Whichever way ones look at it the law with regards to the internet remains uncertain; regulating it, even less so.

What of organisations such as Google, Facebook and Twitter? These companies will need to look closely at the draft Royal Charter and the way in which it affects them. Whilst on the face of it they are conduits for others to publish blogs or micro blogs do they in fact exert editorial control, such as to fall within the definition of “relevant publisher” through their use of various algorithms? They will also need to have in mind the recent decision in Tamiz v Google [2013] EWCA Civ 68 (see here for case comment) in which the Court of Appeal held that Google could be liable as a publisher at common law.
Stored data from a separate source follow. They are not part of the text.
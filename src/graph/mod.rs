//! Dependency graph of declared resources.
//!
//! Nodes and reference edges are assembled by the [`GraphBuilder`] into
//! a validated DAG; the planner and executor operate on the result.

mod builder;
mod node;
mod reference;

pub use builder::GraphBuilder;
pub use node::{NodeId, NodeState, ResourceKind, ResourceNode};
pub use reference::{PropertyValue, RawReference, Reference};

use std::collections::{BTreeMap, BTreeSet, HashMap};

/// Where a unit export points: a producer node and one of its outputs.
#[derive(Debug, Clone, PartialEq, Eq)]
pub struct ExportTarget {
    /// The producing node.
    pub producer: NodeId,
    /// The output key on the producer.
    pub output: String,
}

/// A validated, acyclic graph of resource nodes and reference edges.
///
/// Nodes are stored in declaration order; the executor is the only
/// mutator after construction.
#[derive(Debug)]
pub struct DependencyGraph {
    nodes: Vec<ResourceNode>,
    index: HashMap<NodeId, usize>,
    edges: Vec<Reference>,
    exports: BTreeMap<String, BTreeMap<String, ExportTarget>>,
}

impl DependencyGraph {
    pub(crate) fn new(
        nodes: Vec<ResourceNode>,
        edges: Vec<Reference>,
        exports: BTreeMap<String, BTreeMap<String, ExportTarget>>,
    ) -> Self {
        let index = nodes
            .iter()
            .enumerate()
            .map(|(i, n)| (n.id.clone(), i))
            .collect();
        Self {
            nodes,
            index,
            edges,
            exports,
        }
    }

    /// Returns the number of nodes.
    #[must_use]
    pub fn len(&self) -> usize {
        self.nodes.len()
    }

    /// Returns true if the graph has no nodes.
    #[must_use]
    pub fn is_empty(&self) -> bool {
        self.nodes.is_empty()
    }

    /// Returns all nodes in declaration order.
    #[must_use]
    pub fn nodes(&self) -> &[ResourceNode] {
        &self.nodes
    }

    /// Returns all reference edges.
    #[must_use]
    pub fn edges(&self) -> &[Reference] {
        &self.edges
    }

    /// Returns per-unit export declarations.
    #[must_use]
    pub const fn exports(&self) -> &BTreeMap<String, BTreeMap<String, ExportTarget>> {
        &self.exports
    }

    /// Gets a node by identifier.
    #[must_use]
    pub fn node(&self, id: &NodeId) -> Option<&ResourceNode> {
        self.index.get(id).map(|&i| &self.nodes[i])
    }

    /// Gets a mutable reference to a node by identifier.
    pub fn node_mut(&mut self, id: &NodeId) -> Option<&mut ResourceNode> {
        self.index.get(id).map(|&i| &mut self.nodes[i])
    }

    /// Returns true if the graph contains a node with the given identifier.
    #[must_use]
    pub fn contains(&self, id: &NodeId) -> bool {
        self.index.contains_key(id)
    }

    /// Returns the distinct producers the given node depends on.
    #[must_use]
    pub fn dependencies_of(&self, id: &NodeId) -> BTreeSet<&NodeId> {
        self.edges
            .iter()
            .filter(|e| &e.consumer == id)
            .map(|e| &e.producer)
            .collect()
    }

    /// Returns the distinct direct consumers of the given node.
    #[must_use]
    pub fn dependents_of(&self, id: &NodeId) -> BTreeSet<&NodeId> {
        self.edges
            .iter()
            .filter(|e| &e.producer == id)
            .map(|e| &e.consumer)
            .collect()
    }

    /// Returns every node transitively depending on the given node.
    #[must_use]
    pub fn transitive_dependents(&self, id: &NodeId) -> BTreeSet<NodeId> {
        let mut result = BTreeSet::new();
        let mut stack: Vec<NodeId> = self.dependents_of(id).into_iter().cloned().collect();

        while let Some(next) = stack.pop() {
            if result.insert(next.clone()) {
                stack.extend(self.dependents_of(&next).into_iter().cloned());
            }
        }

        result
    }

    /// Collects each Provisioned node's outputs into a single map.
    #[must_use]
    pub fn output_map(&self) -> BTreeMap<NodeId, BTreeMap<String, serde_json::Value>> {
        self.nodes
            .iter()
            .filter(|n| n.state == NodeState::Provisioned)
            .map(|n| (n.id.clone(), n.outputs.clone()))
            .collect()
    }

    /// Resolves the export surface against provisioned outputs.
    ///
    /// Units whose producers did not reach `Provisioned` are omitted
    /// per missing key.
    #[must_use]
    pub fn resolved_exports(&self) -> BTreeMap<String, BTreeMap<String, serde_json::Value>> {
        let mut resolved = BTreeMap::new();
        for (unit, targets) in &self.exports {
            let mut values = BTreeMap::new();
            for (key, target) in targets {
                if let Some(node) = self.node(&target.producer)
                    && node.state == NodeState::Provisioned
                    && let Some(value) = node.outputs.get(&target.output)
                {
                    values.insert(key.clone(), value.clone());
                }
            }
            if !values.is_empty() {
                resolved.insert(unit.clone(), values);
            }
        }
        resolved
    }
}
impl PlanExecutor {
    /// Creates an executor with default settings.
    #[must_use]
    pub fn new(provider: Arc<dyn ResourceProvider>) -> Self {
        Self {
            provider,
            parallelism: 4,
            on_failure: FailurePolicy::Abort,
            cancel: CancelToken::new(),
        }
    }

    /// Sets the per-layer concurrency bound. A bound of zero is
    /// treated as one.
    #[must_use]
    pub fn with_parallelism(mut self, parallelism: usize) -> Self {
        self.parallelism = parallelism.max(1);
        self
    }

    /// Sets the failure policy.
    #[must_use]
    pub const fn with_failure_policy(mut self, policy: FailurePolicy) -> Self {
        self.on_failure = policy;
        self
    }

    /// Attaches a cancellation token.
    #[must_use]
    pub fn with_cancel_token(mut self, cancel: CancelToken) -> Self {
        self.cancel = cancel;
        self
    }

    /// Runs the plan, mutating node states and outputs on the graph.
    ///
    /// Nodes unchanged since the prior run are reused without a
    /// provider call, provided every producer they reference was also
    /// reused; changed nodes are updated in place; new nodes are
    /// created. Every node ends the run in a terminal state.
    pub async fn execute(
        &self,
        plan: &ProvisioningPlan,
        graph: &mut DependencyGraph,
        prior: &PriorState,
    ) -> Result<RunReport> {
        let started_at = Utc::now();
        let hasher = GraphHasher;
        let fingerprint = hasher.hash_graph(graph);

        info!(
            "Starting run: {} nodes in {} layers (parallelism {}, on failure: {})",
            plan.node_count(),
            plan.layer_count(),
            self.parallelism,
            self.on_failure
        );

        let mut outcomes: HashMap<NodeId, NodeOutcome> = HashMap::new();
        let mut blocked: HashSet<NodeId> = HashSet::new();
        let mut reused_ids: HashSet<NodeId> = HashSet::new();
        let mut halted = false;
        let mut cancelled = false;

        for (layer_idx, layer) in plan.layers.iter().enumerate() {
            if !halted && self.cancel.is_cancelled() {
                cancelled = true;
                halted = true;
            }

            if halted {
                let reason = if cancelled {
                    "run cancelled"
                } else {
                    "run aborted after earlier failure"
                };
                for id in layer {
                    mark_skipped(graph, &mut outcomes, id, reason.to_string());
                    blocked.insert(id.clone());
                }
                continue;
            }

            debug!("Dispatching layer {layer_idx} ({} nodes)", layer.len());
            let semaphore = Arc::new(Semaphore::new(self.parallelism));
            let mut join_set: JoinSet<TaskResult> = JoinSet::new();
            let mut layer_failed = false;

            for id in layer {
                if self.cancel.is_cancelled() {
                    cancelled = true;
                    mark_skipped(graph, &mut outcomes, id, String::from("run cancelled"));
                    blocked.insert(id.clone());
                    continue;
                }

                let blocked_dep = graph
                    .dependencies_of(id)
                    .into_iter()
                    .find(|d| blocked.contains(*d))
                    .cloned();
                if let Some(dep) = blocked_dep {
                    let reason = format!("dependency '{dep}' did not provision");
                    mark_skipped(graph, &mut outcomes, id, reason);
                    blocked.insert(id.clone());
                    continue;
                }

                let node = graph
                    .node(id)
                    .ok_or_else(|| GroundplanError::internal(format!("plan names unknown node '{id}'")))?;
                let spec_hash = hasher.hash_node(node);

                // A node is reused only when its own declaration is
                // unchanged, its recorded outputs are complete, and
                // every producer it references was itself reused. A
                // created or updated producer carries fresh outputs
                // that must reach its consumers.
                if let Some(previous) = prior.get(id)
                    && previous.spec_hash == spec_hash
                    && node
                        .output_contract
                        .iter()
                        .all(|key| previous.outputs.contains_key(key))
                    && node
                        .referenced_producers()
                        .iter()
                        .all(|producer| reused_ids.contains(*producer))
                {
                    debug!("'{id}' is unchanged, reusing recorded outputs");
                    let remote_id = previous.remote_id.clone();
                    let outputs = previous.outputs.clone();
                    if let Some(node) = graph.node_mut(id) {
                        node.outputs = outputs;
                        node.state = NodeState::Provisioned;
                    }
                    reused_ids.insert(id.clone());
                    outcomes.insert(
                        id.clone(),
                        NodeOutcome {
                            reused: true,
                            remote_id: Some(remote_id),
                            started_at: None,
                            finished_at: None,
                            reason: None,
                        },
                    );
                    continue;
                }

                // References resolve here, on the scheduler side: the
                // layer barrier guarantees every producer has finished.
                let request = match resolve_request(graph, id) {
                    Ok(request) => request,
                    Err(err) => {
                        warn!("'{id}' failed to resolve: {err}");
                        layer_failed = true;
                        blocked.insert(id.clone());
                        mark_failed(graph, &mut outcomes, id, err.to_string());
                        continue;
                    }
                };

                if let Some(node) = graph.node_mut(id) {
                    node.state = NodeState::Provisioning;
                }

                let existing = prior.get(id).map(|p| p.remote_id.clone());
                let provider = Arc::clone(&self.provider);
                let permits = Arc::clone(&semaphore);
                let cancel = self.cancel.clone();
                let task_id = id.clone();
                join_set.spawn(async move {
                    let permit = permits.acquire_owned().await;
                    let started_at = Utc::now();
                    let result = if permit.is_err() {
                        Err(GroundplanError::internal("provisioning semaphore closed"))
                    } else if cancel.is_cancelled() {
                        Err(ExecError::Cancelled {
                            reason: String::from("run cancelled"),
                        }
                        .into())
                    } else {
                        match &existing {
                            Some(remote_id) => provider.update(remote_id, &request).await,
                            None => provider.create(&request).await,
                        }
                    };
                    TaskResult {
                        id: task_id,
                        started_at,
                        finished_at: Utc::now(),
                        result,
                    }
                });
            }

            // Layer barrier: every in-flight call finishes before the
            // next layer is considered.
            while let Some(joined) = join_set.join_next().await {
                let task = joined.map_err(|e| {
                    GroundplanError::internal(format!("provisioning task panicked: {e}"))
                })?;
                match task.result {
                    Ok(resource) => {
                        info!("'{}' provisioned as '{}'", task.id, resource.remote_id);
                        if let Some(node) = graph.node_mut(&task.id) {
                            node.outputs = resource.outputs;
                            node.state = NodeState::Provisioned;
                        }
                        outcomes.insert(
                            task.id,
                            NodeOutcome {
                                reused: false,
                                remote_id: Some(resource.remote_id),
                                started_at: Some(task.started_at),
                                finished_at: Some(task.finished_at),
                                reason: None,
                            },
                        );
                    }
                    Err(GroundplanError::Exec(ExecError::Cancelled { reason })) => {
                        cancelled = true;
                        if let Some(node) = graph.node_mut(&task.id) {
                            node.state = NodeState::Skipped;
                        }
                        blocked.insert(task.id.clone());
                        outcomes.insert(
                            task.id,
                            NodeOutcome {
                                reused: false,
                                remote_id: None,
                                started_at: None,
                                finished_at: None,
                                reason: Some(reason),
                            },
                        );
                    }
                    Err(err) => {
                        warn!("'{}' failed to provision: {err}", task.id);
                        layer_failed = true;
                        blocked.insert(task.id.clone());
                        let id = task.id.clone();
                        if let Some(node) = graph.node_mut(&task.id) {
                            node.state = NodeState::Failed;
                        }
                        outcomes.insert(
                            id,
                            NodeOutcome {
                                reused: false,
                                remote_id: None,
                                started_at: Some(task.started_at),
                                finished_at: Some(task.finished_at),
                                reason: Some(err.to_string()),
                            },
                        );
                    }
                }
            }

            if layer_failed && self.on_failure == FailurePolicy::Abort {
                warn!("Layer {layer_idx} had failures, aborting remaining layers");
                halted = true;
            }
        }

        let report = build_report(plan, graph, &outcomes, fingerprint, started_at, cancelled);
        info!("Run finished: {report}");
        Ok(report)
    }
}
It is clear that these companies all make a significant amount of money within the United Kingdom and that they, along with other websites which are run as businesses, should be subject to the same rule of law as everyone else.

Whilst the individual blogger, passionate about his or her subject, should be offered some protection from the ‘stick’ of the not being a member of the proposed regulator it appears safeguards already exist; perhaps someone just needs to report this fact to them.

That said, there can be no denying that in this day and age individuals still retain the power to cause untold damage through their publications online. One tweet from Justin Bieber can reach 36 million followers in an instant, many more than the daily circulation all of the newspapers in this country (and several others) combined; and therein lies the problem which remains to be addressed.